I am trying to solve this problem:
For $x\in[-1,1],$ consider the equation $$[1+\epsilon\sin(f(x))]\cdot f(x)=x^2$$for the unknown function $f.$ Use the contraction mapping theorem to show that there exists an $\epsilon_0>0$ such that, for each $0\leq\epsilon<\epsilon_0,$ the equation above has a unique solution $f\in C([-1,1]).$
In my attempt to show this, I first expanded the equation above to read $$f(x)+\epsilon f(x)\sin(f(x))=x^2$$ $$\implies f(x)=x^2-\epsilon f(x)\sin(f(x)),$$so I set $\Phi:C([-1,1])\rightarrow C([-1,1])$ as $$\Phi[f](x)=x^2-\epsilon f(x)\sin(f(x)).$$I am also equipping $C([-1,1])$ with the metric $d_\infty$ where $||f||_\infty=\sup_{x\in[-1,1]}|f(x)|.$
I first looked at $|\Phi[f]-\Phi[g]|,$ and cancelled the $x^2$ terms in each expression to get $$=\epsilon|g(x)\cdot\sin(g(x))-f(x)\cdot\sin(f(x))|.$$However, I'm getting a bit stuck here on how to proceed and eventually get $||\Phi[f]-\Phi[g]||_\infty\leq C||f-g||_\infty.$ I figure that I'll need to eventually use mean value theorem on $\sin(\hspace{0.1cm}\cdot\hspace{0.1cm}),$ but I'm not sure how to get there with the $g(x)$ and $f(x)$ in the way in that expression, and also how $\epsilon_0$ will be introduced.
Any guidance is appreciated.
Thank you.
I am not sure if your approach works.

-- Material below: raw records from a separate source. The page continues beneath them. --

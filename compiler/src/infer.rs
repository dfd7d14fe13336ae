// infer.rs — Shape and rate inference
//
// Two-phase inference over the graph. Phase one resolves every pin's
// (scalar, width) by monotone propagation: forward along edges (joining at
// fan-in pins), backward into unsuffixed literals and other
// context-resolved pins, and through per-kind rules that tie a node's pins
// together. Phase two propagates rates bottom-up. Between the phases the
// inferencer inserts promotion adapters on edges whose source scalar is
// below the pin's joined scalar, and materializes explicit sum/or nodes
// for fan-in pins so the final IR has at most one edge per input pin.
//
// Preconditions: graph built; declared pins (externals, cells, stage
//   outputs, buffers) carry seeded shapes.
// Postconditions: every live pin has a shape and a rate; every edge's
//   endpoint shapes agree; no input pin has more than one incoming edge.
// Failure modes: unresolved shapes, width mismatches, incompatible scalar
//   kinds, bool where numeric required.
// Side effects: mutates the graph (pin shapes/rates, adapter and fan-in
//   nodes, edge rewiring).

use std::collections::HashMap;

use crate::ast::Span;
use crate::diag::{codes, Diagnostic};
use crate::graph::{
    BinOp, Bundle, Graph, LitValue, NodeKind, Pin, PinRef, UnOp,
};
use crate::id::NodeId;
use crate::registry::{Rate, ScalarType, Shape};
use crate::resolve::ResolvedProgram;

// ── Promotion lattice ───────────────────────────────────────────────────────

/// `i32 ≤ i64`, `f32 ≤ f64`. Integers never promote to floats implicitly,
/// and bool never promotes at all.
pub fn can_promote(from: ScalarType, to: ScalarType) -> bool {
    from == to
        || matches!(
            (from, to),
            (ScalarType::I32, ScalarType::I64) | (ScalarType::F32, ScalarType::F64)
        )
}

/// Least upper bound within a family, if one exists.
pub fn join(a: ScalarType, b: ScalarType) -> Option<ScalarType> {
    if can_promote(a, b) {
        Some(b)
    } else if can_promote(b, a) {
        Some(a)
    } else {
        None
    }
}

// ── Scalar family masks ─────────────────────────────────────────────────────

/// A set of admissible scalar types for a pin, kept as a bitmask. Shrinks
/// monotonically; reaching a singleton resolves the pin's scalar, reaching
/// empty is a kind error.
#[derive(Debug, Clone, Copy, PartialEq, Eq)]
struct Mask(u8);

impl Mask {
    const I32: u8 = 1 << 0;
    const I64: u8 = 1 << 1;
    const F32: u8 = 1 << 2;
    const F64: u8 = 1 << 3;
    const BOOL: u8 = 1 << 4;

    const ANY: Mask = Mask(Self::I32 | Self::I64 | Self::F32 | Self::F64 | Self::BOOL);
    const NUMERIC: Mask = Mask(Self::I32 | Self::I64 | Self::F32 | Self::F64);
    const FLOAT: Mask = Mask(Self::F32 | Self::F64);
    const INTEGRAL: Mask = Mask(Self::I32 | Self::I64);
    const INT_OR_BOOL: Mask = Mask(Self::I32 | Self::I64 | Self::BOOL);
    const ONLY_BOOL: Mask = Mask(Self::BOOL);

    fn bit(scalar: ScalarType) -> u8 {
        match scalar {
            ScalarType::I32 => Self::I32,
            ScalarType::I64 => Self::I64,
            ScalarType::F32 => Self::F32,
            ScalarType::F64 => Self::F64,
            ScalarType::Bool => Self::BOOL,
        }
    }

    fn allows(self, scalar: ScalarType) -> bool {
        self.0 & Self::bit(scalar) != 0
    }

    fn singleton(self) -> Option<ScalarType> {
        match self.0 {
            x if x == Self::I32 => Some(ScalarType::I32),
            x if x == Self::I64 => Some(ScalarType::I64),
            x if x == Self::F32 => Some(ScalarType::F32),
            x if x == Self::F64 => Some(ScalarType::F64),
            x if x == Self::BOOL => Some(ScalarType::Bool),
            _ => None,
        }
    }

    fn describe(self) -> &'static str {
        match self {
            Mask::NUMERIC => "a numeric type",
            Mask::FLOAT => "a float type",
            Mask::INTEGRAL => "an integer type",
            Mask::INT_OR_BOOL => "an integer or bool type",
            Mask::ONLY_BOOL => "bool",
            _ => "a value type",
        }
    }
}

The problem is that the function $h(w) = w \sin(w)$ is not Lipschitz continuous on $\Bbb R$, which makes it difficult to estimate $$ |g(x)\cdot\sin(g(x))-f(x)\cdot\sin(f(x))| = |h(g(x)) - h(f(x))| $$ in terms of $|f(x) - g(x)|$.

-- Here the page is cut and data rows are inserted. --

// ── Tests ──

#[cfg(test)]
mod tests {
    use super::*;

    const HEADER: &str = "program t;\nexternal { sr: 48000, block_size: 64, \
                          inputs: [], outputs: [], properties: [] }\n";

    fn parse_ok(source: &str) -> Program {
        let result = parse(source);
        assert!(
            result.lex_errors.is_empty(),
            "unexpected lex errors: {:?}",
            result.lex_errors
        );
        assert!(
            result.errors.is_empty(),
            "unexpected errors: {:#?}",
            result.errors
        );
        result.program.expect("expected program")
    }

    /// Wrap a stage body in the standard test header and parse it.
    fn parse_body(body: &str) -> Stage {
        let source = format!("{HEADER}stage main() {{\n{body}\n}}");
        let prog = parse_ok(&source);
        prog.stages.into_iter().next().unwrap()
    }

    fn parse_one_stmt(body: &str) -> Stmt {
        let stage = parse_body(body);
        assert_eq!(stage.body.len(), 1, "expected 1 statement");
        stage.body.into_iter().next().unwrap()
    }

    fn parse_expr(text: &str) -> Expr {
        match parse_one_stmt(&format!("{text};")).kind {
            StmtKind::Expr(e) => e,
            other => panic!("expected expression statement, got {other:?}"),
        }
    }

    // ── Program structure ──

    #[test]
    fn minimal_program() {
        let prog = parse_ok(&format!("{HEADER}stage main() {{ }}"));
        assert_eq!(prog.decl.name.name, "t");
        assert_eq!(prog.stages.len(), 1);
        assert!(prog.stages[0].body.is_empty());
    }

    #[test]
    fn program_requires_stage() {
        let result = parse(HEADER);
        assert!(!result.errors.is_empty());
    }

    #[test]
    fn multiple_stages() {
        let prog = parse_ok(&format!(
            "{HEADER}stage a(x = f32(1)) {{ }} stage b() {{ }}"
        ));
        assert_eq!(prog.stages.len(), 2);
        assert_eq!(prog.stages[0].outputs.len(), 1);
        assert_eq!(prog.stages[0].outputs[0].name.name, "x");
        assert_eq!(prog.stages[0].outputs[0].shape.width, 1);
    }

    #[test]
    fn stage_output_decls() {
        let prog = parse_ok(&format!(
            "{HEADER}stage s(wet = f32(2), dry = f64(1)) {{ }}"
        ));
        let outs = &prog.stages[0].outputs;
        assert_eq!(outs.len(), 2);
        assert_eq!(outs[0].shape.ty.kind, TypeLitKind::F32);
        assert_eq!(outs[0].shape.width, 2);
        assert_eq!(outs[1].shape.ty.kind, TypeLitKind::F64);
    }

    // ── External block ──

    #[test]
    fn external_block_tree() {
        let prog = parse_ok(&format!("{HEADER}stage main() {{ }}"));
        let MetaValue::Object(fields, _) = &prog.external.root else {
            panic!("expected object root");
        };
        assert_eq!(fields.len(), 5);
        assert_eq!(fields[0].0.name, "sr");
        assert!(matches!(fields[0].1, MetaValue::Int(48000, _)));
    }

    #[test]
    fn external_nested_objects() {
        let source = "program p;\nexternal { sr: 1, block_size: 1, \
                      inputs: [ { name: a, width: 2 } ], outputs: [], properties: [] }\n\
                      stage main() { }";
        let prog = parse_ok(source);
        let MetaValue::Object(fields, _) = &prog.external.root else {
            panic!("expected object root");
        };
        let MetaValue::Array(items, _) = &fields[2].1 else {
            panic!("expected inputs array");
        };
        assert!(matches!(items[0], MetaValue::Object(_, _)));
    }

    #[test]
    fn external_quoted_word() {
        let source = "program p;\nexternal { sr: 1, block_size: 1, inputs: [], \
                      outputs: [], properties: [ { name: \"gain\", type: f32, rate: b } ] }\n\
                      stage main() { }";
        parse_ok(source);
    }

    // ── Statements ──

    #[test]
    fn let_statement() {
        let s = parse_one_stmt("let x = 1 + 2;");
        let StmtKind::Let(l) = &s.kind else {
            panic!("expected let");
        };
        assert_eq!(l.name.name, "x");
        assert!(matches!(
            l.value.kind,
            ExprKind::Binary(BinaryOp::Add, _, _)
        ));
    }

    #[test]
    fn assign_statement() {
        let s = parse_one_stmt("mix = a + b;");
        let StmtKind::Assign(a) = &s.kind else {
            panic!("expected assign");
        };
        assert_eq!(a.name.name, "mix");
    }

    #[test]
    fn cell_statement() {
        let s = parse_one_stmt("cell (prev, nxt): f32(1);");
        let StmtKind::Cell(c) = &s.kind else {
            panic!("expected cell");
        };
        assert!(c.delay.is_none());
        assert_eq!(c.start.name, "prev");
        assert_eq!(c.end.name, "nxt");
        assert_eq!(c.shape.ty.kind, TypeLitKind::F32);
        assert_eq!(c.shape.width, 1);
    }

    #[test]
    fn cell_statement_with_delay() {
        let s = parse_one_stmt("cell(4) (a, b): f64(2);");
        let StmtKind::Cell(c) = &s.kind else {
            panic!("expected cell");
        };
        assert_eq!(c.delay.map(|(v, _)| v), Some(4));
    }

    #[test]
    fn buffer_statement() {
        let s = parse_one_stmt("buffer echo(128): f32(1);");
        let StmtKind::Buffer(b) = &s.kind else {
            panic!("expected buffer");
        };
        assert_eq!(b.name.name, "echo");
        assert!(matches!(b.capacity.kind, ExprKind::Number(_)));
    }

    #[test]
    fn buffer_capacity_expression() {
        let s = parse_one_stmt("buffer echo(2 * 64): f32(1);");
        let StmtKind::Buffer(b) = &s.kind else {
            panic!("expected buffer");
        };
        assert!(matches!(
            b.capacity.kind,
            ExprKind::Binary(BinaryOp::Mul, _, _)
        ));
    }

    // ── Expressions ──

    #[test]
    fn precedence_mul_before_add() {
        let e = parse_expr("a + b * c");
        let ExprKind::Binary(BinaryOp::Add, _, rhs) = e.kind else {
            panic!("expected + at root");
        };
        assert!(matches!(rhs.kind, ExprKind::Binary(BinaryOp::Mul, _, _)));
    }

    #[test]
    fn precedence_shift_after_add() {
        let e = parse_expr("a + b << c");
        assert!(matches!(e.kind, ExprKind::Binary(BinaryOp::Shl, _, _)));
    }

    #[test]
    fn precedence_bitwise_ladder() {
        // `a & b ^ c | d` groups as `((a & b) ^ c) | d`
        let e = parse_expr("a & b ^ c | d");
        let ExprKind::Binary(BinaryOp::BitOr, lhs, _) = e.kind else {
            panic!("expected | at root");
        };
        assert!(matches!(lhs.kind, ExprKind::Binary(BinaryOp::BitXor, _, _)));
    }

    #[test]
    fn comparison_produces_binary() {
        let e = parse_expr("a <= b");
        assert!(matches!(e.kind, ExprKind::Binary(BinaryOp::Le, _, _)));
    }

    #[test]
    fn unary_chain() {
        let e = parse_expr("-~x");
        let ExprKind::Unary(UnaryOp::Neg, inner) = e.kind else {
            panic!("expected negation at root");
        };
        assert!(matches!(inner.kind, ExprKind::Unary(UnaryOp::BitNot, _)));
    }

    #[test]
    fn index_postfix() {
        let e = parse_expr("input[0]");
        let ExprKind::Index(base, 0, _) = e.kind else {
            panic!("expected index");
        };
        assert!(matches!(base.kind, ExprKind::Path(_)));
    }

    #[test]
    fn path_expression() {
        let e = parse_expr("mixer.outputs.wet");
        let ExprKind::Path(p) = e.kind else {
            panic!("expected path");
        };
        assert_eq!(
            p.segments.iter().map(|s| s.name.as_str()).collect::<Vec<_>>(),
            vec!["mixer", "outputs", "wet"]
        );
    }

    #[test]
    fn call_expression() {
        let e = parse_expr("delread(echo, 64)");
        let ExprKind::Call(c) = e.kind else {
            panic!("expected call");
        };
        assert_eq!(c.callee.segments[0].name, "delread");
        assert_eq!(c.args.len(), 2);
    }

    #[test]
    fn dotted_call() {
        let e = parse_expr("biquad.lowpass(x, 440.0, 0.7)");
        let ExprKind::Call(c) = e.kind else {
            panic!("expected call");
        };
        assert_eq!(c.callee.segments.len(), 2);
        assert_eq!(c.callee.segments[1].name, "lowpass");
        assert_eq!(c.args.len(), 3);
    }

    #[test]
    fn call_args_are_not_stacked() {
        // Inside argument lists a comma separates arguments; it is not the
        // stacking operator.
        let e = parse_expr("merge(a, b)");
        let ExprKind::Call(c) = e.kind else {
            panic!("expected call");
        };
        assert_eq!(c.args.len(), 2);
        assert!(matches!(c.args[0].kind, ExprKind::Path(_)));
    }

    #[test]
    fn bundle_literal() {
        let e = parse_expr("{ x, frequency: f, q: 0.7 } -> lp");
        let ExprKind::Route(src, _) = e.kind else {
            panic!("expected route");
        };
        let ExprKind::Bundle(entries, _) = src.kind else {
            panic!("expected bundle");
        };
        assert_eq!(entries.len(), 3);
        assert!(matches!(entries[0], BundleEntry::Positional(_)));
        assert!(matches!(entries[1], BundleEntry::Named(_, _)));
    }

    #[test]
    fn stacking_in_expression() {
        let e = parse_expr("a, b -> x");
        let ExprKind::Route(src, _) = e.kind else {
            panic!("expected route at root");
        };
        assert!(matches!(src.kind, ExprKind::Stack(_, _)));
    }

    #[test]
    fn route_chain_left_assoc() {
        let e = parse_expr("a -> b -> c");
        let ExprKind::Route(src, dst) = e.kind else {
            panic!("expected route at root");
        };
        assert!(matches!(src.kind, ExprKind::Route(_, _)));
        assert!(matches!(dst.kind, ExprKind::Path(_)));
    }

    #[test]
    fn backroute_normalizes() {
        // `x <- e` is `e -> x`
        let e = parse_expr("x <- a + b");
        let ExprKind::Route(src, dst) = e.kind else {
            panic!("expected route");
        };
        assert!(matches!(src.kind, ExprKind::Binary(BinaryOp::Add, _, _)));
        let ExprKind::Path(p) = dst.kind else {
            panic!("expected path destination");
        };
        assert_eq!(p.segments[0].name, "x");
    }

    #[test]
    fn arrow_tighter_than_backarrow() {
        // `x <- a -> b` is `x <- (a -> b)`
        let e = parse_expr("x <- a -> b");
        let ExprKind::Route(src, dst) = e.kind else {
            panic!("expected route at root");
        };
        assert!(matches!(src.kind, ExprKind::Route(_, _)));
        let ExprKind::Path(p) = dst.kind else {
            panic!("expected path destination");
        };
        assert_eq!(p.segments[0].name, "x");
    }

    #[test]
    fn suffixed_literals() {
        let e = parse_expr("0.9f32");
        let ExprKind::Number(n) = e.kind else {
            panic!("expected number");
        };
        assert_eq!(n.suffix, Some(crate::lexer::NumSuffix::F32));
    }

    #[test]
    fn parenthesized_grouping() {
        let e = parse_expr("(input[0] * 0.1f32) + (prev * 0.9f32)");
        assert!(matches!(e.kind, ExprKind::Binary(BinaryOp::Add, _, _)));
    }

    // ── Errors ──

    #[test]
    fn missing_semicolon_is_error() {
        let source = format!("{HEADER}stage main() {{ let x = 1 }}");
        let result = parse(&source);
        assert!(!result.errors.is_empty());
    }

    #[test]
    fn bad_type_in_shape_is_error() {
        let source = format!("{HEADER}stage main() {{ cell (a, b): f16(1); }}");
        let result = parse(&source);
        assert!(!result.errors.is_empty());
    }

    #[test]
    fn zero_width_shape_is_error() {
        let source = format!("{HEADER}stage main() {{ cell (a, b): f32(0); }}");
        let result = parse(&source);
        assert!(!result.errors.is_empty());
    }
}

But you can define the contraction mapping as $$ \Phi[f](x) = \frac{x^2}{1+\epsilon\sin(f(x))} \, , $$ this is defined if $0 \le \epsilon < 1$. Then $$ |\Phi[f](x) - \Phi[g](x)| = x^2 \left| \frac{1}{1+\epsilon\sin(f(x))} - \frac{1}{1+\epsilon\sin(g(x))}\right|\\ \le \left| \frac{1}{1+\epsilon\sin(f(x))} - \frac{1}{1+\epsilon\sin(g(x))}\right| \\ = \frac{\epsilon |\sin(f(x) - \sin(g(x)|}{(1+\epsilon\sin(f(x)))(1+\epsilon\sin(g(x)))} \, . $$ The sine function is Lipschitz continuous with Lipschitz constant equal to one, therefore $$ |\Phi[f](x) - \Phi[g](x)| \le \frac{\epsilon}{(1-\epsilon)^2} |f(x) - g(x)| \, . $$ It only remains to show that the factor $\frac{\epsilon}{(1-\epsilon)^2}$ is strictly less than one for sufficiently small $\epsilon$.